Rowe grinned broadly. “You did not pray,” he said. 

“I did… I prayed for God to call in the bomb threat and he delivered!”

Rowe laughed. “Come on, let’s go to the festival.”

Cedar Lake Summerfest

By the time they reached the Summerfest gates, all the colors in the sky had dissolved into a deep black, sparkling with a thousand points of light. To the south, the vague glow of Indianapolis silhouetted trees on the horizon, but every other direction was sufficiently dark enough to give one the feeling – quite accurately – that the earth itself was a spaceship, hurling through the Milky Way. The ability to see the Milky Way in the night sky was a benefit of living in a small town that does not show up charts of home prices, school rankings, or unemployment rates.
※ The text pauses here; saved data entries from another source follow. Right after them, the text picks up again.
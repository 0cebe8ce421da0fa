//! HTTP implementation of the scoring backend boundary

use async_trait::async_trait;
use reqwest::multipart::{Form, Part};
use tracing::{debug, warn};

use crate::config::ClientConfig;
use crate::error::{IntakeError, IntakeResult};
use crate::traits::BackendApi;
use crate::types::TranscriptFile;
use shared::{
    CourseGroup, ParseTranscriptResponse, RecommendationRequest, RecommendationResponse,
    COMPLETED_COURSES_FIELD, DEPARTMENT_FIELD, PARSE_TRANSCRIPT_PATH, PDF_MIME, PREFERENCES_FIELD,
    RECOMMENDATIONS_PATH, TRANSCRIPT_FIELD,
};

/// Real backend client over reqwest. The base URL and timeout come from
/// injected configuration; a request that exceeds the timeout fails as a
/// connection error instead of loading forever.
pub struct HttpBackendClient {
    client: reqwest::Client,
    base_url: String,
}

impl HttpBackendClient {
    pub fn new(config: &ClientConfig) -> IntakeResult<Self> {
        let client = reqwest::Client::builder()
            .timeout(config.request_timeout)
            .build()
            .map_err(|e| IntakeError::Config {
                message: format!("failed to build HTTP client: {e}"),
            })?;

        Ok(Self {
            client,
            base_url: config.api_base_url.trim_end_matches('/').to_string(),
        })
    }

    fn url(&self, path: &str) -> String {
        format!("{}{}", self.base_url, path)
    }

    async fn post_form<T>(&self, path: &str, form: Form) -> IntakeResult<(bool, T)>
    where
        T: serde::de::DeserializeOwned,
    {
        let response = self
            .client
            .post(self.url(path))
            .multipart(form)
            .send()
            .await
            .map_err(connection_error)?;

        let status = response.status();
        debug!(%status, path, "backend responded");

        let body = response.bytes().await.map_err(connection_error)?;
        match serde_json::from_slice(&body) {
            Ok(payload) => Ok((status.is_success(), payload)),
            Err(e) => {
                warn!(path, "unparseable backend response: {e}");
                Err(IntakeError::malformed_response())
            }
        }
    }
}

#[async_trait]
impl BackendApi for HttpBackendClient {
    async fn parse_transcript(&self, transcript: &TranscriptFile) -> IntakeResult<Vec<String>> {
        let part = Part::bytes(transcript.bytes.clone())
            .file_name(transcript.name.clone())
            .mime_str(PDF_MIME)
            .map_err(|e| IntakeError::InvalidFile {
                message: e.to_string(),
            })?;
        let form = Form::new().part(TRANSCRIPT_FIELD, part);

        let (ok, payload): (bool, ParseTranscriptResponse) =
            self.post_form(PARSE_TRANSCRIPT_PATH, form).await?;

        match payload.courses {
            Some(courses) if ok => Ok(courses),
            _ => Err(backend_error(payload.error)),
        }
    }

    async fn recommendations(
        &self,
        request: &RecommendationRequest,
    ) -> IntakeResult<Vec<CourseGroup>> {
        let form = Form::new()
            .text(COMPLETED_COURSES_FIELD, request.completed_courses_json()?)
            .text(DEPARTMENT_FIELD, request.department.as_str())
            .text(PREFERENCES_FIELD, request.preferences_json()?);

        let (ok, payload): (bool, RecommendationResponse) =
            self.post_form(RECOMMENDATIONS_PATH, form).await?;

        if !ok || !payload.success {
            return Err(backend_error(payload.error));
        }
        Ok(payload.recommendations)
    }
}

fn connection_error(e: reqwest::Error) -> IntakeError {
    IntakeError::Connection {
        message: e.to_string(),
    }
}

/// Backend-reported failure, surfaced verbatim when a message exists
fn backend_error(error: Option<String>) -> IntakeError {
    match error {
        Some(message) => IntakeError::Backend { message },
        None => IntakeError::malformed_response(),
    }
}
To be reminded of one’s infinitesimal size in this universe can have deep, lasting effects on one’s mental health. When viewing the infinite universe, possibilities abound. 

Cedar Lake Summerfest was a small-town Indiana carnival consisting of three basic attractions: a live music stage at the north end by the lake, a maze of food trucks, and street vendors hawking everything from authentic Indiana craft art to glow in the dark plastic necklaces at the south end. And between them, a midway filled with games and rides, including a small roller coaster. It was the type of place that would have smelled of cigarettes in the 1970s, but now smokers were confined to two corrals, thirty feet from the festivities. Instead, it smelled of caramel apples, cinnamon buns, grilled hamburgers, and spicy lamb from the Gyro Shoppe’s food truck. 
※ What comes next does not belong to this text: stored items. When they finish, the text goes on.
//! Display-ordering rules for the results view
//!
//! Pure functions over the recommendation list. The backend's ordering is
//! authoritative: groups and professors are walked in the order received,
//! the only client-side liberties being the zero-professor view filter,
//! the top-match marker on index 0, and tag truncation.

use shared::{CourseGroup, ProfessorMatch};

/// How many tags the results view shows per professor
pub const TAG_DISPLAY_LIMIT: usize = 3;

/// Groups with at least one candidate, in received order. Empty groups
/// stay in the session data; they are only filtered from view.
pub fn visible_groups(groups: &[CourseGroup]) -> impl Iterator<Item = &CourseGroup> {
    groups.iter().filter(|group| group.has_candidates())
}

pub fn visible_class_count(groups: &[CourseGroup]) -> usize {
    visible_groups(groups).count()
}

pub fn total_professor_count(groups: &[CourseGroup]) -> usize {
    groups.iter().map(|group| group.professors.len()).sum()
}

/// Index 0 within a group is the top match, a display marker only
pub fn is_top_match(index: usize) -> bool {
    index == 0
}

/// Tags in original order, truncated for display
pub fn display_tags(professor: &ProfessorMatch) -> &[String] {
    let end = professor.tags.len().min(TAG_DISPLAY_LIMIT);
    &professor.tags[..end]
}

/// Headline numbers for the results view
#[derive(Debug, Clone, PartialEq)]
pub struct DashboardSummary {
    pub visible_classes: usize,
    pub total_professors: usize,
    /// Mean match score over every candidate, when any exist
    pub average_match_score: Option<f64>,
    /// Mean rating over rated candidates only; the unrated sentinel is
    /// excluded rather than dragging the average down
    pub average_rating: Option<f64>,
}

pub fn summarize(groups: &[CourseGroup]) -> DashboardSummary {
    let professors: Vec<&ProfessorMatch> = groups
        .iter()
        .flat_map(|group| group.professors.iter())
        .collect();

    let average_match_score = if professors.is_empty() {
        None
    } else {
        Some(professors.iter().map(|p| p.match_score).sum::<f64>() / professors.len() as f64)
    };

    let rated: Vec<f64> = professors
        .iter()
        .filter(|p| p.is_rated())
        .map(|p| p.rating)
        .collect();
    let average_rating = if rated.is_empty() {
        None
    } else {
        Some(rated.iter().sum::<f64>() / rated.len() as f64)
    };

    DashboardSummary {
        visible_classes: visible_class_count(groups),
        total_professors: professors.len(),
        average_match_score,
        average_rating,
    }
}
Winnie loved carnivals. She had many childhood memories of travelling to the Jackson City Fair every July. Just an hour’s drive south of Yazoo, and half-price after 6 pm. The Jackson City Fair provided more dazzling lights, sights, and sounds than a twelve-year-old girl from Yazoo could absorb in one night. Her brain couldn’t possibly contain it all, and when she lay in bed after a night of riding and games, she’d close her eyes to sleep and the afterimage of lights and fireworks would dance on her retinas. 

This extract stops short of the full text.